LaborPress

April 8, 2013
By Marc Bussanich

Fast food workers strike on 45th anniversary of Martin Luther King's assassination
Fast food workers rally in Harleim

Harlem, NY—Fast food workers made history on a historic day when 400 of them walked off their jobs to demand better pay and the right to unionize. Striking on the 45th anniversary of the assassination of Dr. Martin Luther King, Jr., the workers rallied at Marcus Garvey Park holding up placards of “I Am a Man” that sanitation workers held up in 1968 in Memphis, Tennessee where King was killed. (Watch Video)

Chad Tall, a fast food worker at Taco Bell in downtown Manhattan, told LaborPress that he walked off the job with his co-workers because he’s not earning enough to support himself and two family members.

“I’m earning $7.50 an hour on average for a 35-hour work week. I have close friends who aren’t earning enough either. You shouldn’t be poor and stressed out,” said Tall.

He noted that he’s treated a lot better at his current job than a previous fast food job, but said that many people in the fast-growing fast food workers movement are treated terribly by managers and owners.

“The issue is that they ask you to do things way beyond the job’s expectations; there is a constant threat of losing our jobs because the managers make these unnecessary demands. We are under too much pressure,” Tall said.

As the workers rallied before marching to a McDonalds on W. 125th Street, one of them spoke to the crowd about the hardships he’s facing trying to raise a family on $7.25.

“I used to get $5 an hour when I was ten years old. I got up two more dollars. I’m 27. That ain’t right,” he said.  

He said he’s tired of going to work and not being able to go home to his family and put enough on the table to feed his family.

Some nights I go hungry, some nights I don’t. It all depends on how they decide to make my schedule.”

Community leaders and organizations, labor unions and elected officials joined the workers as they struck and rallied.

Camille Rivera, executive director of UnitedNY, told the workers outside the McDonalds restaurant that the groups and pols would continue to support them as they went back to work one day after striking.

One of the pols, Mayoral hopeful, John Liu, said that he was moved and inspired by the fast food workers’ actions.

“It was never easy to Dr. King when got started, it was never easy for the workers he stood up for,” Liu said.

He empathized with the workers’ struggles by telling them, “I can only imagine what you’re going through.

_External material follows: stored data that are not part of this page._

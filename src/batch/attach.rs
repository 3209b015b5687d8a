//! Bounded-retry attachment to parents that may not be visible yet.

use std::time::Duration;

use crate::batch::{DocumentRuntime, RuntimeError};

/// Number of parent lookups before giving up.
const DEFAULT_ATTEMPTS: u32 = 10;

/// Pause between parent lookups.
const DEFAULT_DELAY: Duration = Duration::from_millis(50);

#[derive(Debug, Clone, Copy, PartialEq, Eq)]
pub struct RetryPolicy {
    pub attempts: u32,
    pub delay: Duration,
}

impl Default for RetryPolicy {
    fn default() -> Self {
        Self {
            attempts: DEFAULT_ATTEMPTS,
            delay: DEFAULT_DELAY,
        }
    }
}

/// How an external attachment ended.
#[derive(Debug, Clone, Copy, PartialEq, Eq)]
pub enum AttachOutcome {
    /// Attached under the requested parent after `attempts` lookups.
    Attached { attempts: u32 },
    /// Parent never became visible; attached to the default container instead.
    Degraded,
}

/// Attach `child` under `parent_id`, retrying the parent lookup.
///
/// Newly created entities can exist in the document before they are visible
/// to lookups on this side, so a miss is retried up to `policy.attempts`
/// times with `policy.delay` between tries. On exhaustion the child goes to
/// the default container and the call still succeeds.
///
/// # Errors
///
/// Only errors from the runtime's attach operations are returned.
pub async fn attach_with_retry<R>(
    runtime: &R,
    child: &R::Node,
    parent_id: &str,
    insert_index: Option<usize>,
    policy: &RetryPolicy,
) -> Result<AttachOutcome, RuntimeError>
where
    R: DocumentRuntime + ?Sized,
{
    let attempts = policy.attempts.max(1);

    for attempt in 1..=attempts {
        if let Some(parent) = runtime.lookup(parent_id).await {
            match insert_index {
                Some(index) => runtime.insert_child(&parent, child, index).await?,
                None => runtime.append_child(&parent, child).await?,
            }
            if attempt > 1 {
                tracing::debug!(parent_id, attempt, "Parent became visible after retry");
            }
            return Ok(AttachOutcome::Attached { attempts: attempt });
        }

        if attempt < attempts {
            tokio::time::sleep(policy.delay).await;
        }
    }

    tracing::warn!(
        parent_id,
        attempts,
        child = %runtime.identity(child).id,
        "Parent not found, attaching to default container"
    );
    runtime.attach_to_default(child).await?;
    Ok(AttachOutcome::Degraded)
}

I can’t say I know exactly how you feel; I can’t say that I understand the anxiety. But I’m here to say that I’m standing with you.”

Liu told LaborPress in an interview that the city has got to raise the minimum wage in order to give working families greater purchasing power.

“$7.25 is not a number for anybody to support themselves in the city. And in many cases it’s not teenagers working part time. It’s adults with kids to support. The poverty level in New York City is one that requires a $11.50 minimum wage in order to get out of poverty,” said Liu.